Work task: Every line of the material below needs to be written out exactly, please.

[[ Information, beginning ]]

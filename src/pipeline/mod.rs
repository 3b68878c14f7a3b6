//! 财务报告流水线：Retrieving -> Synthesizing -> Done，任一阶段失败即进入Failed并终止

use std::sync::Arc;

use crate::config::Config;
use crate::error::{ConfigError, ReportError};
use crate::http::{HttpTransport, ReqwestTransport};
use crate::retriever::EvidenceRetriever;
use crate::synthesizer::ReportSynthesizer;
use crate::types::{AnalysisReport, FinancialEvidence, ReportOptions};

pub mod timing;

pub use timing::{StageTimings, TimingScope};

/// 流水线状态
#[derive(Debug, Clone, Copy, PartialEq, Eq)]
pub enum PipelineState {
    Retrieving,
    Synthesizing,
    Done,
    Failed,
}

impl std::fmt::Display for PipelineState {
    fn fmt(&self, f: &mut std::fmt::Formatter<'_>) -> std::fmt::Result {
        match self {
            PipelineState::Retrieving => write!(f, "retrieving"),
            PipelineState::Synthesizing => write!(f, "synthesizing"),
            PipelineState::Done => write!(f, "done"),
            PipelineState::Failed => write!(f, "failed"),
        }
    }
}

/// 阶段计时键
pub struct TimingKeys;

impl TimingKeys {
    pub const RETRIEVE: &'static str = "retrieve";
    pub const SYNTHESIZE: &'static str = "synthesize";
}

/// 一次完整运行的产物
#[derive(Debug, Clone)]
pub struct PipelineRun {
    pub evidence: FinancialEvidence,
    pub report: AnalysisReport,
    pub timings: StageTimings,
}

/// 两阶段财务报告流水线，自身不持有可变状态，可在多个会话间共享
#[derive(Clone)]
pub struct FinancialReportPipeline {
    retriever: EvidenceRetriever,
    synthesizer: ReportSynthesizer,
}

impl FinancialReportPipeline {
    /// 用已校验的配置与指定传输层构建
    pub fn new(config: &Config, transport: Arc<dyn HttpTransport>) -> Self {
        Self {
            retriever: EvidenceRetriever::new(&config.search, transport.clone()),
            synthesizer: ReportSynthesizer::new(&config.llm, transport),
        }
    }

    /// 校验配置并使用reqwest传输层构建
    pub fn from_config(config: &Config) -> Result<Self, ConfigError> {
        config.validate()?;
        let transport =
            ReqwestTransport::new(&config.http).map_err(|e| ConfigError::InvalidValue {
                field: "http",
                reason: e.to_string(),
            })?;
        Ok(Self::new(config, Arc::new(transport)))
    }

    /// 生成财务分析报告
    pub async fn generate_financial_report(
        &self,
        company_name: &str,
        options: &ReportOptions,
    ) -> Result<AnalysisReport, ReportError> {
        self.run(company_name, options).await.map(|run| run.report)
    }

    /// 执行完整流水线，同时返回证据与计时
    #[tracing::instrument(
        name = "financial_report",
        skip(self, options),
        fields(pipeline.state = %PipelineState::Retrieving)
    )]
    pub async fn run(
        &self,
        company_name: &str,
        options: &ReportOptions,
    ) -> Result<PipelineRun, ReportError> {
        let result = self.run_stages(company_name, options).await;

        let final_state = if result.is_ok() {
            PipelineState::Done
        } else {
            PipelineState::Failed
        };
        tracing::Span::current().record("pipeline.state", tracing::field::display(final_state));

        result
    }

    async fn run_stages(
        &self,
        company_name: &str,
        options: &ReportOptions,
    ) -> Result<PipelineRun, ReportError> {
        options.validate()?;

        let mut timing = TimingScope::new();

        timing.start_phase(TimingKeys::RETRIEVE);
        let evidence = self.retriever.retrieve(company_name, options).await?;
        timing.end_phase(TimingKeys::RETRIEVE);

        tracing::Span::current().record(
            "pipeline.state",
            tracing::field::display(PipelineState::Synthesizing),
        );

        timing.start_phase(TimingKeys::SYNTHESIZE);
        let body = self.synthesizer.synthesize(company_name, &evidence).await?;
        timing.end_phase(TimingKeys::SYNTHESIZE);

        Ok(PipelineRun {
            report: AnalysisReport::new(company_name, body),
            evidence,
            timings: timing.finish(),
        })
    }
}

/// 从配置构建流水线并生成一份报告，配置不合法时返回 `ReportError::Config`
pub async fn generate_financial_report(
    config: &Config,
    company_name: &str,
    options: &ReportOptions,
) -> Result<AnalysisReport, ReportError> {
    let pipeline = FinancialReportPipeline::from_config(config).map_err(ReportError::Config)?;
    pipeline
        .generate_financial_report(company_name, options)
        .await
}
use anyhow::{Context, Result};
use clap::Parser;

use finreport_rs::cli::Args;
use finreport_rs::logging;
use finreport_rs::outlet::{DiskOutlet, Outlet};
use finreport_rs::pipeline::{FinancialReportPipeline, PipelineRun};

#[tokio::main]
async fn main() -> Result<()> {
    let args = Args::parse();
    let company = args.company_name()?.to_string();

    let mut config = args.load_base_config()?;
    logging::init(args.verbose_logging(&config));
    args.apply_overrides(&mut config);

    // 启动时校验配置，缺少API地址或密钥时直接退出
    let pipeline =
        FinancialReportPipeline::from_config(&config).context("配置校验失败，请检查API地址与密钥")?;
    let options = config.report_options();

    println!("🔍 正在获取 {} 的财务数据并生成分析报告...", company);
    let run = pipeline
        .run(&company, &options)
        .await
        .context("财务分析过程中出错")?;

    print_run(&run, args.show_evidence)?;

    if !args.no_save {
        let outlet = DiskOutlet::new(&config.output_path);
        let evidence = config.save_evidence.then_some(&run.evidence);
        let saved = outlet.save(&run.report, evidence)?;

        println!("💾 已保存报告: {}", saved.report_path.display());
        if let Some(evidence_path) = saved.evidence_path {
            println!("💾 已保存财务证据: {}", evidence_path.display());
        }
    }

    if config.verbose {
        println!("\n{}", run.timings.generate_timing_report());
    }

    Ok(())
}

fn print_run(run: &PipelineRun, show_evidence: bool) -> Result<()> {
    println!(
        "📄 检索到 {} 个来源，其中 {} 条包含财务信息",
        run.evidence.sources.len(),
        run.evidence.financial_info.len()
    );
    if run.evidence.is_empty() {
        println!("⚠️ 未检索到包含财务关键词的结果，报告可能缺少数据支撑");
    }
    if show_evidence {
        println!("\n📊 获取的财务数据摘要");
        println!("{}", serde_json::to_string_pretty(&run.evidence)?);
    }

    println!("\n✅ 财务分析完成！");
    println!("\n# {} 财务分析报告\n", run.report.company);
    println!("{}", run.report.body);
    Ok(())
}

[[ Information, end ]]

Answer to the exercise:
filename src/pipeline/mod.rs
repository 3b68878c14f7a3b6
//! 财务报告流水线：Retrieving -> Synthesizing -> Done，任一阶段失败即进入Failed并终止

use std::sync::Arc;

use crate::config::Config;
use crate::error::{ConfigError, ReportError};
use crate::http::{HttpTransport, ReqwestTransport};
use crate::retriever::EvidenceRetriever;
use crate::synthesizer::ReportSynthesizer;
use crate::types::{AnalysisReport, FinancialEvidence, ReportOptions};

pub mod timing;

pub use timing::{StageTimings, TimingScope};

/// 流水线状态
#[derive(Debug, Clone, Copy, PartialEq, Eq)]
pub enum PipelineState {
    Retrieving,
    Synthesizing,
    Done,
    Failed,
}

impl std::fmt::Display for PipelineState {
    fn fmt(&self, f: &mut std::fmt::Formatter<'_>) -> std::fmt::Result {
        match self {
            PipelineState::Retrieving => write!(f, "retrieving"),
            PipelineState::Synthesizing => write!(f, "synthesizing"),
            PipelineState::Done => write!(f, "done"),
            PipelineState::Failed => write!(f, "failed"),
        }
    }
}

/// 阶段计时键
pub struct TimingKeys;

impl TimingKeys {
    pub const RETRIEVE: &'static str = "retrieve";
    pub const SYNTHESIZE: &'static str = "synthesize";
}

/// 一次完整运行的产物
#[derive(Debug, Clone)]
pub struct PipelineRun {
    pub evidence: FinancialEvidence,
    pub report: AnalysisReport,
    pub timings: StageTimings,
}

/// 两阶段财务报告流水线，自身不持有可变状态，可在多个会话间共享
#[derive(Clone)]
pub struct FinancialReportPipeline {
    retriever: EvidenceRetriever,
    synthesizer: ReportSynthesizer,
}

impl FinancialReportPipeline {
    /// 用已校验的配置与指定传输层构建
    pub fn new(config: &Config, transport: Arc<dyn HttpTransport>) -> Self {
        Self {
            retriever: EvidenceRetriever::new(&config.search, transport.clone()),
            synthesizer: ReportSynthesizer::new(&config.llm, transport),
        }
    }

    /// 校验配置并使用reqwest传输层构建
    pub fn from_config(config: &Config) -> Result<Self, ConfigError> {
        config.validate()?;
        let transport =
            ReqwestTransport::new(&config.http).map_err(|e| ConfigError::InvalidValue {
                field: "http",
                reason: e.to_string(),
            })?;
        Ok(Self::new(config, Arc::new(transport)))
    }

    /// 生成财务分析报告
    pub async fn generate_financial_report(
        &self,
        company_name: &str,
        options: &ReportOptions,
    ) -> Result<AnalysisReport, ReportError> {
        self.run(company_name, options).await.map(|run| run.report)
    }

    /// 执行完整流水线，同时返回证据与计时
    #[tracing::instrument(
        name = "financial_report",
        skip(self, options),
        fields(pipeline.state = %PipelineState::Retrieving)
    )]
    pub async fn run(
        &self,
        company_name: &str,
        options: &ReportOptions,
    ) -> Result<PipelineRun, ReportError> {
        let result = self.run_stages(company_name, options).await;

        let final_state = if result.is_ok() {
            PipelineState::Done
        } else {
            PipelineState::Failed
        };
        tracing::Span::current().record("pipeline.state", tracing::field::display(final_state));

        result
    }

    async fn run_stages(
        &self,
        company_name: &str,
        options: &ReportOptions,
    ) -> Result<PipelineRun, ReportError> {
        options.validate()?;

        let mut timing = TimingScope::new();

        timing.start_phase(TimingKeys::RETRIEVE);
        let evidence = self.retriever.retrieve(company_name, options).await?;
        timing.end_phase(TimingKeys::RETRIEVE);

        tracing::Span::current().record(
            "pipeline.state",
            tracing::field::display(PipelineState::Synthesizing),
        );

        timing.start_phase(TimingKeys::SYNTHESIZE);
        let body = self.synthesizer.synthesize(company_name, &evidence).await?;
        timing.end_phase(TimingKeys::SYNTHESIZE);

        Ok(PipelineRun {
            report: AnalysisReport::new(company_name, body),
            evidence,
            timings: timing.finish(),
        })
    }
}

/// 从配置构建流水线并生成一份报告，配置不合法时返回 `ReportError::Config`
pub async fn generate_financial_report(
    config: &Config,
    company_name: &str,
    options: &ReportOptions,
) -> Result<AnalysisReport, ReportError> {
    let pipeline = FinancialReportPipeline::from_config(config).map_err(ReportError::Config)?;
    pipeline
        .generate_financial_report(company_name, options)
        .await
}
use anyhow::{Context, Result};
use clap::Parser;

use finreport_rs::cli::Args;
use finreport_rs::logging;
use finreport_rs::outlet::{DiskOutlet, Outlet};
use finreport_rs::pipeline::{FinancialReportPipeline, PipelineRun};

#[tokio::main]
async fn main() -> Result<()> {
    let args = Args::parse();
    let company = args.company_name()?.to_string();

    let mut config = args.load_base_config()?;
    logging::init(args.verbose_logging(&config));
    args.apply_overrides(&mut config);

    // 启动时校验配置，缺少API地址或密钥时直接退出
    let pipeline =
        FinancialReportPipeline::from_config(&config).context("配置校验失败，请检查API地址与密钥")?;
    let options = config.report_options();

    println!("🔍 正在获取 {} 的财务数据并生成分析报告...", company);
    let run = pipeline
        .run(&company, &options)
        .await
        .context("财务分析过程中出错")?;

    print_run(&run, args.show_evidence)?;

    if !args.no_save {
        let outlet = DiskOutlet::new(&config.output_path);
        let evidence = config.save_evidence.then_some(&run.evidence);
        let saved = outlet.save(&run.report, evidence)?;

        println!("💾 已保存报告: {}", saved.report_path.display());
        if let Some(evidence_path) = saved.evidence_path {
            println!("💾 已保存财务证据: {}", evidence_path.display());
        }
    }

    if config.verbose {
        println!("\n{}", run.timings.generate_timing_report());
    }

    Ok(())
}

fn print_run(run: &PipelineRun, show_evidence: bool) -> Result<()> {
    println!(
        "📄 检索到 {} 个来源，其中 {} 条包含财务信息",
        run.evidence.sources.len(),
        run.evidence.financial_info.len()
    );
    if run.evidence.is_empty() {
        println!("⚠️ 未检索到包含财务关键词的结果，报告可能缺少数据支撑");
    }
    if show_evidence {
        println!("\n📊 获取的财务数据摘要");
        println!("{}", serde_json::to_string_pretty(&run.evidence)?);
    }

    println!("\n✅ 财务分析完成！");
    println!("\n# {} 财务分析报告\n", run.report.company);
    println!("{}", run.report.body);
    Ok(())
}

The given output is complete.